# Getting started with Delta Lake

[Delta Lake](https://delta.io/) is an open storage format used to save your data in your Lakehouse. Delta provides an abstraction layer on top of files. It's the storage foundation of your Lakehouse.

In [0]:
%run ./_resources/00-setup $reset_all_data=false

In [0]:
print(f"Our user dataset is stored under our Volume={folder}/user_parquet")

## Creating our first Delta Lake table:

In [0]:
%sql
CREATE TABLE IF NOT EXISTS user_delta (
  id BIGINT,
  creation_date TIMESTAMP,
  firstname STRING,
  lastname STRING,
  email STRING,
  address STRING,
  gender INT,
  age_group INT
);

-- Load data in the newly created table:
COPY INTO user_delta FROM '/Volumes/delta_learning/dev/delta_lake_raw_data/user_parquet'
FILEFORMAT = parquet;


In [0]:
%sql
SELECT * FROM user_delta;

In [0]:
data_parquet = spark.read.parquet("/Volumes/delta_learning/dev/delta_lake_raw_data/user_parquet")

data_parquet.write.saveAsTable("p_user_delta")

In [0]:
display(spark.read.table("p_user_delta"))

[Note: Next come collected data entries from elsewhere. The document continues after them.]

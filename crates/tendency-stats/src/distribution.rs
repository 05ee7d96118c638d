//! Frequency distributions built from class intervals and counts.

use serde::Serialize;

use crate::{
    counts::ValueCounts,
    error::{ShapeError, StatsError},
    individual::IndividualDataset,
    input,
    interval::{self, Interval},
};

/// Largest number of observations [`Distribution::to_individual`] will expand.
pub const MAX_EXPANDED_OBSERVATIONS: u64 = 10_000_000;

/// One frequency class.
#[derive(Debug, Clone, PartialEq, Serialize)]
pub struct ClassRecord {
    /// The interval text as entered.
    pub label: String,
    pub lower: f64,
    pub upper: f64,
    pub midpoint: f64,
    /// `upper - lower`; zero for a bare value.
    pub width: f64,
    pub frequency: u64,
}

impl ClassRecord {
    fn new(label: String, interval: Interval, frequency: u64) -> Self {
        Self {
            label,
            lower: interval.lower,
            upper: interval.upper,
            midpoint: interval.midpoint,
            width: interval.width,
            frequency,
        }
    }

    /// `frequency × midpoint`.
    #[expect(clippy::cast_precision_loss)]
    #[must_use]
    pub fn product(&self) -> f64 {
        self.frequency as f64 * self.midpoint
    }
}

/// A dataset in grouped form.
///
/// Classes keep their input order, which decides cumulative frequencies and
/// the tie-break between equally frequent modal classes.
#[derive(Debug, Clone, PartialEq, Serialize)]
pub struct Distribution {
    classes: Vec<ClassRecord>,
    class_width: f64,
    total_frequency: u64,
    weighted_sum: f64,
}

impl Distribution {
    /// Builds a distribution from parallel interval tokens and frequencies.
    ///
    /// # Errors
    ///
    /// * [`StatsError::Shape`] - the sequences are empty or differ in length
    /// * [`StatsError::Parse`] - a token is not a number or `number-number`
    /// * [`StatsError::NegativeFrequency`] - a frequency is below zero
    /// * [`StatsError::ReversedInterval`] - a range has `upper < lower`
    /// * [`StatsError::FrequencyOverflow`] - the frequencies sum past `u64::MAX`
    ///
    /// # Examples
    ///
    /// ```
    /// use tendency_stats::distribution::Distribution;
    ///
    /// let dist = Distribution::build(
    ///     &["0-10", "10-20", "20-30", "30-40", "40-50"],
    ///     &[5, 8, 12, 7, 3],
    /// )
    /// .unwrap();
    /// assert_eq!(dist.total_frequency(), 35);
    /// assert_eq!(dist.class_width(), 10.0);
    /// assert_eq!(dist.weighted_sum(), 825.0);
    /// ```
    pub fn build<S>(intervals: &[S], frequencies: &[i64]) -> Result<Self, StatsError>
    where
        S: AsRef<str>,
    {
        if intervals.len() != frequencies.len() {
            return Err(ShapeError::LengthMismatch {
                intervals: intervals.len(),
                frequencies: frequencies.len(),
            }
            .into());
        }
        if intervals.is_empty() {
            return Err(ShapeError::Empty.into());
        }

        let classes = intervals
            .iter()
            .zip(frequencies)
            .enumerate()
            .map(|(index, (token, &frequency))| -> Result<_, StatsError> {
                let token = token.as_ref();
                let interval = interval::parse(token)?;
                let frequency = u64::try_from(frequency)
                    .map_err(|_| StatsError::NegativeFrequency { index, frequency })?;
                if interval.is_reversed() {
                    return Err(StatsError::ReversedInterval {
                        label: token.trim().to_owned(),
                        lower: interval.lower,
                        upper: interval.upper,
                    });
                }
                Ok(ClassRecord::new(token.trim().to_owned(), interval, frequency))
            })
            .collect::<Result<Vec<_>, _>>()?;

        Self::from_classes(classes)
    }

    /// Builds a distribution from raw comma-separated interval and frequency text.
    ///
    /// # Examples
    ///
    /// ```
    /// use tendency_stats::distribution::Distribution;
    ///
    /// let dist = Distribution::parse("0-10, 10-20", "3, 4").unwrap();
    /// assert_eq!(dist.classes().len(), 2);
    /// assert_eq!(dist.classes()[1].label, "10-20");
    /// ```
    pub fn parse(intervals: &str, frequencies: &str) -> Result<Self, StatsError> {
        let intervals = input::split_intervals(intervals);
        let frequencies = input::parse_frequencies(frequencies)?;
        Self::build(&intervals, &frequencies)
    }

    pub(crate) fn from_classes(classes: Vec<ClassRecord>) -> Result<Self, StatsError> {
        debug_assert!(!classes.is_empty(), "distribution must have classes");
        let class_width = detect_class_width(&classes);
        let total_frequency = classes
            .iter()
            .try_fold(0_u64, |acc, c| acc.checked_add(c.frequency))
            .ok_or(StatsError::FrequencyOverflow)?;
        let weighted_sum = classes.iter().map(ClassRecord::product).sum();
        tracing::debug!(
            num_classes = classes.len(),
            class_width,
            total_frequency,
            weighted_sum,
            "built distribution"
        );
        Ok(Self {
            classes,
            class_width,
            total_frequency,
            weighted_sum,
        })
    }

    /// Returns a copy with the class width `h` set explicitly instead of
    /// auto-detected.
    ///
    /// # Errors
    ///
    /// [`StatsError::InvalidClassWidth`] if `class_width` is not positive and finite.
    pub fn with_class_width(&self, class_width: f64) -> Result<Self, StatsError> {
        if !(class_width.is_finite() && class_width > 0.0) {
            return Err(StatsError::InvalidClassWidth { width: class_width });
        }
        Ok(Self {
            class_width,
            ..self.clone()
        })
    }

    #[must_use]
    pub fn classes(&self) -> &[ClassRecord] {
        &self.classes
    }

    /// The class width `h`; zero when every class is a bare value.
    #[must_use]
    pub fn class_width(&self) -> f64 {
        self.class_width
    }

    /// `N`, the sum of all frequencies.
    #[must_use]
    pub fn total_frequency(&self) -> u64 {
        self.total_frequency
    }

    /// `Σ midpoint × frequency`.
    #[must_use]
    pub fn weighted_sum(&self) -> f64 {
        self.weighted_sum
    }

    /// Midpoint of the middle class (`classes[len / 2]`), the default
    /// assumed mean.
    #[must_use]
    pub fn middle_midpoint(&self) -> f64 {
        self.classes[self.classes.len() / 2].midpoint
    }

    /// Cumulative frequency of every class, in input order.
    #[must_use]
    pub fn cumulative_frequencies(&self) -> Vec<u64> {
        // every partial sum is bounded by the total checked in `from_classes`
        self.classes
            .iter()
            .scan(0, |acc, c| {
                *acc += c.frequency;
                Some(*acc)
            })
            .collect()
    }

    /// Class midpoints with their frequencies, as a table of observations.
    ///
    /// Returns `None` when the total frequency is zero.
    #[must_use]
    pub fn value_counts(&self) -> Option<ValueCounts> {
        ValueCounts::from_pairs(self.classes.iter().map(|c| (c.midpoint, c.frequency)))
    }

    /// Expands each class midpoint `frequency` times into individual observations.
    ///
    /// # Errors
    ///
    /// * [`StatsError::ZeroTotalFrequency`] - there is nothing to expand
    /// * [`StatsError::TooManyObservations`] - `N` exceeds [`MAX_EXPANDED_OBSERVATIONS`]
    ///
    /// # Examples
    ///
    /// ```
    /// use tendency_stats::distribution::Distribution;
    ///
    /// let dist = Distribution::build(&["10-20", "0-10"], &[1, 2]).unwrap();
    /// let data = dist.to_individual().unwrap();
    /// assert_eq!(data.values(), [5.0, 5.0, 15.0]);
    /// ```
    pub fn to_individual(&self) -> Result<IndividualDataset, StatsError> {
        if self.total_frequency > MAX_EXPANDED_OBSERVATIONS {
            return Err(StatsError::TooManyObservations {
                total: self.total_frequency,
                limit: MAX_EXPANDED_OBSERVATIONS,
            });
        }
        let values = self.classes.iter().flat_map(|c| {
            #[expect(clippy::cast_possible_truncation)]
            let count = c.frequency as usize;
            std::iter::repeat_n(c.midpoint, count)
        });
        IndividualDataset::new(values).ok_or(StatsError::ZeroTotalFrequency)
    }
}

/// Picks the class width `h`.
///
/// The most frequent width wins, ties going to the width seen first. A
/// winning width of zero is replaced by the first non-zero width, if any.
fn detect_class_width(classes: &[ClassRecord]) -> f64 {
    // (width, count) in order of first occurrence
    let mut counts: Vec<(f64, usize)> = vec![];
    for class in classes {
        match counts.iter_mut().find(|(w, _)| *w == class.width) {
            Some((_, count)) => *count += 1,
            None => counts.push((class.width, 1)),
        }
    }

    let mut best: Option<(f64, usize)> = None;
    for &(width, count) in &counts {
        if best.is_none_or(|(_, best_count)| count > best_count) {
            best = Some((width, count));
        }
    }

    match best {
        Some((width, _)) if width != 0.0 => width,
        _ => classes
            .iter()
            .map(|c| c.width)
            .find(|&w| w != 0.0)
            .unwrap_or(0.0),
    }
}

## Upgrading an existing Parquet or Iceberg table to Delta Lake:

In [0]:
%sql
-- Only for Parquet tables:
CONVERT TO DELTA database_name.table_name;

-- If the table is partitioned:
CONVERT TO DELTA parquet.`s3://my-bucket/path/to/table`
  PARTITIONED BY (date DATE);

-- Uses Iceberg manifest for metadata:
CONVERT TO DELTA iceberg.`s3://my-bucket/path/to/table`;

## Unified Batch and Streaming operations:

In [0]:
# Read the insertion of data:
(spark.readStream
      .option("igonreDeletes", "true")
      .option("ignoreChanges", "true")
      .table("user_delta")
      .createOrReplaceTempView("v_user_delta_stream"))

In [0]:
df = spark.sql("""
                SELECT gender, ROUND(AVG(age_group), 2)
                FROM v_user_delta_stream
                GROUP BY gender
               """)

display(df, get_chkp_folder(folder))

**Wait** until the stream is up and running before executing the code below:

In [0]:
%sql
INSERT INTO user_delta (id, creation_date, firstname, lastname, email, address, gender, age_group) 
VALUES (99999, now(), 'Quentin', 'Ambard', 'quentin.ambard@databricks.com', 'FR', '2', 3) 

## Full DML Support:

In [0]:
%sql
UPDATE user_delta SET age_group = 4 WHERE id = 99999

In [0]:
%sql
DELETE FROM user_delta WHERE id = 99999

In [0]:
%sql
CREATE TABLE IF NOT EXISTS user_updates 
  (id BIGINT, creation_date TIMESTAMP, 
   firstname STRING, lastname STRING, 
   email STRING, address STRING, 
   gender INT, age_group INT);

DELETE FROM user_updates;

INSERT INTO user_updates VALUES (1,     now(), 'Marco',   'polo',   'marco@polo.com',    'US', 2, 3); 
INSERT INTO user_updates VALUES (2,     now(), 'John',    'Doe',    'john@doe.com',      'US', 2, 3);
INSERT INTO user_updates VALUES (99999, now(), 'Quentin', 'Ambard', 'qa@databricks.com', 'FR', 2, 3);

SELECT * FROM user_updates;

In [0]:
%sql
MERGE INTO user_delta AS t
USING user_updates AS s
ON t.id = s.id
WHEN MATCHED THEN
  UPDATE SET *
WHEN NOT MATCHED THEN
  INSERT *;

SELECT * FROM user_delta WHERE id IN (1 ,2, 99999);

## Enforce Data Quality with constraint:

Delta Lake support constraints. You can add any expression to force your table having a given field respecting this constraint.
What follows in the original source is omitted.